El proyecto de escena digital de la Sala Àtrium de Barcelona pone en escena Érem tres germanes; la reescritura de José Sanchis Sinisterra del clásico de Chéjov. Con robots. Y mapping. Y videoproyecciones HD en tiempo real. Pero el resultado es profundamente humano.

Admitía el propio Sinisterra en 2014, y la crítica le interpretó de la misma forma, que su «remezcla» de Chéjov tenía algo de Beckett. De los no lugares, los tiempos límbicos, los absurdos torturantes. Con ese punto de partida, la aplicación de técnicas cibernéticas podría haber abstraído el montaje, prestándole la excusa ideal para un distanciamiento gélido.

Pero ha sido la labor conjunta del director escénico Raimon Molins y el director de creación digital, Joan Rodón, que eso no fuera así. Ellos han tenido que experimentar con las posibilidades, conseguir que se creara y conformara el hardware y el software necesarios, para luego descartar todo lo que se alejara de lo que se quería crear en escena. Examinar las posibilidades y jugar, pero con un objetivo de suma intelectual y emocional. Saben muy bien lo que se hacen: recordemos su fenomenal trabajo hace cuatro años en el TNC con Alba (o el jardí de les delicies).

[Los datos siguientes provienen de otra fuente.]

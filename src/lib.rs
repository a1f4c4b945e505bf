//! # Treecat
//!
//! `treecat` walks a directory, keeps the files that survive exclusion, extension and
//! filename-pattern filters, renders them as a `tree`-style hierarchy and extracts their
//! contents (optionally keyword-highlighted) into a Markdown, plain-text or JSON report.
//!
//! The pipeline is sequential: [`FileCollector`] → [`build_tree`] → [`TreeNode::render`] →
//! [`ContentExtractor`], sequenced by [`run_scan`]. A single unreadable file never aborts a
//! scan; it is recorded in [`ScanStatistics::errors`] and marked inline in the report.
//!
//! # Features
//!
//! - `logging` (default): Emits diagnostics via the `tracing` crate.
//!
//! # Example
//!
//! ```no_run
//! use treecat::{MemorySink, OutputFormat, ScanBuilder, run_scan};
//!
//! let options = ScanBuilder::new(".")
//!     .extensions(vec![".rs".into()])
//!     .keyword("TODO")
//!     .build();
//!
//! let mut sink = MemorySink::new();
//! let outcome = run_scan(&options, OutputFormat::Markdown, &mut sink);
//!
//! println!("{}", sink.contents());
//! println!("matched {} files, success: {}", outcome.stats.files_matched, outcome.success);
//! ```

mod collector;
pub mod config;
mod error;
mod extract;
mod ignore_rules;
mod matcher;
mod options;
pub mod output;
mod scan;
mod stats;
mod tree;

pub use collector::{Collection, FileCollector};
pub use error::{ErrorKind, TreecatError};
pub use extract::{ContentExtractor, FileContent, FileReadResult, Highlighter};
pub use ignore_rules::IgnoreRuleSet;
pub use matcher::PathMatcher;
pub use options::{
    BinaryDetection, DEFAULT_IGNORE_FILE, DEFAULT_MAX_FILE_SIZE, HighlightStyle, ScanBuilder,
    ScanFilter, ScanOptions, TextDecoding,
};
pub use output::{FileSink, MemorySink, OutputFormat, OutputSink, TerminalSink};
pub use scan::{ScanOrchestrator, ScanOutcome, ScanPhase, run_scan};
pub use stats::{ErrorRecord, ScanStatistics};
pub use tree::{TreeLines, TreeNode, build_tree};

Lo que encontramos en la engañosamente desnuda escena son tres actrices y una casa, las tres hermanas titulares, encarnadas por Anna Roy (Olga), Ona Borràs (Masha) y Júlia Genís (Irina): la estricta, la romántica y la inocente. Además de su hermano (y cámara) Carles Roig (Andrei), silente, observador, omnipresente y ajeno. Ellas se convierten en todos los personajes de la obra, porque Sinisterra ha desintegrado al resto de voces: ellas recuerdan, se disfrazan, parodian o sufren los efectos del resto de personas. E incluso de las acotaciones del autor. Cada vez más atrapadas por los acontecimientos (potenciados) de su drama personal, la obra parece situar al espectador frente a una tragedia casi espectral, donde las protagonistas se ven condenadas a revivir una y otra vez los acontecimientos de su vida, sometidas a un destino que no es griego sino ruso, como su pena, como su pesimismo, y que les impide no solo conseguir lo que desean, sino siquiera intentar otros caminos. El distanciamiento con el que hablan del cambio de escenas o de lo que va a pasar no tiene sabor brechtiano, sino el de alguien que sabe lo que va a pasar porque ya ha estado allí. Son prisioneras ya no solo de la insoportable vida (pero «hay que vivir»), sino del texto. Del autor.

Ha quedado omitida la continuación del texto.